Dans la pratique, nous rencontrons en effet des hommes et des femmes pour qui le silence et l’omerta maternels constituent un trou noir dans le défilé des signifiants ; et, si l’abus se révèle en analyse, il arrive que de l’avoir dit ne suffise pas, et que le dit lui-même tombe dans le trou noir. Le sujet y est alors comme aspiré dans une « bulle » (nous reprenons ici le signifiant d’un patient) et il faut encore un deuxième tour, en s’orientant d’une éthique du dire, pour que l’impact de cette jouissance inouïe et traumatique – dont le patient lui-même s’est fait le complice silencieux – puisse alors s’articuler comme son « héritage » (signifiant d’un autre patient) : l’héritage de « ce qui ne cesse pas de ne pas s’écrire [3] ».

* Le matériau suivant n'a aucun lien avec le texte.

//! Canonical string rendering of typed cells.
//!
//! Hashes are computed over these strings, so the rendering of every type is
//! fixed: integers in base 10, decimals in plain notation with exactly their
//! declared scale, doubles the way the JVM prints them, booleans as
//! `true`/`false` and dates as `yyyy-MM-dd`.

use std::borrow::Cow;

use chrono::TimeDelta;
use deltalake::arrow::array::{
    Array, ArrayRef, BooleanArray, Date32Array, Decimal128Array, Float64Array, Int32Array,
    Int64Array, StringArray,
};
use deltalake::arrow::datatypes::DataType as ArrowDataType;

use crate::error::{Result, TransformError};
use crate::parse::unix_epoch;

/// A typed column viewed through its canonical string form.
pub enum CanonicalColumn<'a> {
    Long(&'a Int64Array),
    Integer(&'a Int32Array),
    Double(&'a Float64Array),
    Decimal(&'a Decimal128Array, i8),
    Utf8(&'a StringArray),
    Boolean(&'a BooleanArray),
    Date(&'a Date32Array),
}

impl<'a> CanonicalColumn<'a> {
    pub fn try_new(name: &str, array: &'a ArrayRef) -> Result<Self> {
        let any = array.as_any();
        let column = match array.data_type() {
            ArrowDataType::Int64 => any.downcast_ref().map(Self::Long),
            ArrowDataType::Int32 => any.downcast_ref().map(Self::Integer),
            ArrowDataType::Float64 => any.downcast_ref().map(Self::Double),
            ArrowDataType::Decimal128(_, scale) => any
                .downcast_ref()
                .map(|values| Self::Decimal(values, *scale)),
            ArrowDataType::Utf8 => any.downcast_ref().map(Self::Utf8),
            ArrowDataType::Boolean => any.downcast_ref().map(Self::Boolean),
            ArrowDataType::Date32 => any.downcast_ref().map(Self::Date),
            _ => None,
        };
        column.ok_or_else(|| TransformError::UnsupportedType {
            column: name.to_string(),
            data_type: array.data_type().to_string(),
        })
    }

    /// Canonical string of the cell at `row`; `None` for null cells.
    pub fn value(&self, row: usize) -> Option<Cow<'a, str>> {
        match self {
            Self::Long(values) => {
                (!values.is_null(row)).then(|| Cow::Owned(values.value(row).to_string()))
            }
            Self::Integer(values) => {
                (!values.is_null(row)).then(|| Cow::Owned(values.value(row).to_string()))
            }
            Self::Double(values) => {
                (!values.is_null(row)).then(|| Cow::Owned(format_double(values.value(row))))
            }
            Self::Decimal(values, scale) => (!values.is_null(row))
                .then(|| Cow::Owned(format_decimal(values.value(row), *scale))),
            Self::Utf8(values) => (!values.is_null(row)).then(|| Cow::Borrowed(values.value(row))),
            Self::Boolean(values) => {
                (!values.is_null(row)).then(|| Cow::Borrowed(bool_str(values.value(row))))
            }
            Self::Date(values) => {
                if values.is_null(row) {
                    return None;
                }
                format_date(values.value(row)).map(Cow::Owned)
            }
        }
    }
}

fn bool_str(value: bool) -> &'static str {
    if value { "true" } else { "false" }
}

/// Renders an unscaled decimal in plain notation with exactly `scale` fraction digits.
///
/// ```
/// use bronze_transform::canonical::format_decimal;
///
/// assert_eq!(format_decimal(150_000_000, 8), "1.50000000");
/// assert_eq!(format_decimal(-5, 2), "-0.05");
/// assert_eq!(format_decimal(42, 0), "42");
/// ```
pub fn format_decimal(unscaled: i128, scale: i8) -> String {
    let digits = unscaled.unsigned_abs().to_string();
    let sign = if unscaled < 0 { "-" } else { "" };

    let Ok(scale) = usize::try_from(scale) else {
        // Negative scale: append zeros.
        let zeros = usize::from(scale.unsigned_abs());
        if unscaled == 0 {
            return "0".to_string();
        }
        return format!("{sign}{digits}{}", "0".repeat(zeros));
    };
    if scale == 0 {
        return format!("{sign}{digits}");
    }

    let padded = format!("{digits:0>width$}", width = scale + 1);
    let (int_part, frac_part) = padded.split_at(padded.len() - scale);
    format!("{sign}{int_part}.{frac_part}")
}

/// Renders a double the way the JVM's `Double.toString` does.
///
/// Magnitudes in `[1e-3, 1e7)` use plain notation with at least one fraction
/// digit; everything else uses computerized scientific notation (`1.0E7`).
///
/// ```
/// use bronze_transform::canonical::format_double;
///
/// assert_eq!(format_double(1.0), "1.0");
/// assert_eq!(format_double(1.0e7), "1.0E7");
/// assert_eq!(format_double(0.0001), "1.0E-4");
/// assert_eq!(format_double(f64::NAN), "NaN");
/// ```
pub fn format_double(value: f64) -> String {
    if value.is_nan() {
        return "NaN".to_string();
    }
    if value.is_infinite() {
        return if value > 0.0 { "Infinity" } else { "-Infinity" }.to_string();
    }
    if value == 0.0 {
        return if value.is_sign_negative() { "-0.0" } else { "0.0" }.to_string();
    }

    // Shortest round-trip digits, e.g. "1.2345e7".
    let scientific = format!("{:e}", value.abs());
    let (mantissa, exponent) = scientific.split_once('e').unwrap_or((&scientific, "0"));
    let exponent: i32 = exponent.parse().unwrap_or(0);
    let digits: String = mantissa.chars().filter(char::is_ascii_digit).collect();
    let sign = if value < 0.0 { "-" } else { "" };

    let abs = value.abs();
    if (1e-3..1e7).contains(&abs) {
        let point = exponent + 1;
        let rendered = if point <= 0 {
            let zeros = usize::try_from(-point).unwrap_or(0);
            format!("0.{}{digits}", "0".repeat(zeros))
        } else {
            let point = usize::try_from(point).unwrap_or(0);
            if digits.len() <= point {
                format!("{digits}{}.0", "0".repeat(point - digits.len()))
            } else {
                format!("{}.{}", &digits[..point], &digits[point..])
            }
        };
        return format!("{sign}{rendered}");
    }

    let (first, rest) = digits.split_at(1);
    let rest = if rest.is_empty() { "0" } else { rest };
    format!("{sign}{first}.{rest}E{exponent}")
}

/// Renders days since the Unix epoch as `yyyy-MM-dd`.
pub fn format_date(days: i32) -> Option<String> {
    let delta = TimeDelta::try_days(i64::from(days))?;
    let date = unix_epoch().checked_add_signed(delta)?;
    Some(date.format("%Y-%m-%d").to_string())
}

[1] En italien, fa male (sans le tiret présent dans le titre original) signifie littéralement « ça fait mal ». Ce sens immédiat entre en résonance avec l’impératif fa’ (italien) ou fais (français), qui ouvre à d’autres lectures possibles : « fais mal », voire « fais le mâle » (par homophonie). En italien, le mot male n’a toutefois aucun lien avec la notion de masculinité : il désigne uniquement le mal ou la douleur. C’est par l’entremise de la langue anglaise que Fa-male (titre original) peut évoquer phonétiquement female, tout en mettant en exergue male (« mâle »). Le titre Fa-male permet ainsi de jouer, par glissements linguistiques, sur les articulations de sens entre douleur, violence, féminin, masculin… En ce sens, une traduction du titre, conçue par Lionel Vallat, pourrait être : « Ça-fame-mâle ». [note du traducteur]
[2] Lacan J., « Note sur l’enfant », Autres écrits, Paris, Seuil, 2001, p. 373.
[3] Lacan J., Le Séminaire, livre XX, Encore, texte établi par J.-A. Miller, Paris, Seuil, 1975, p. 132.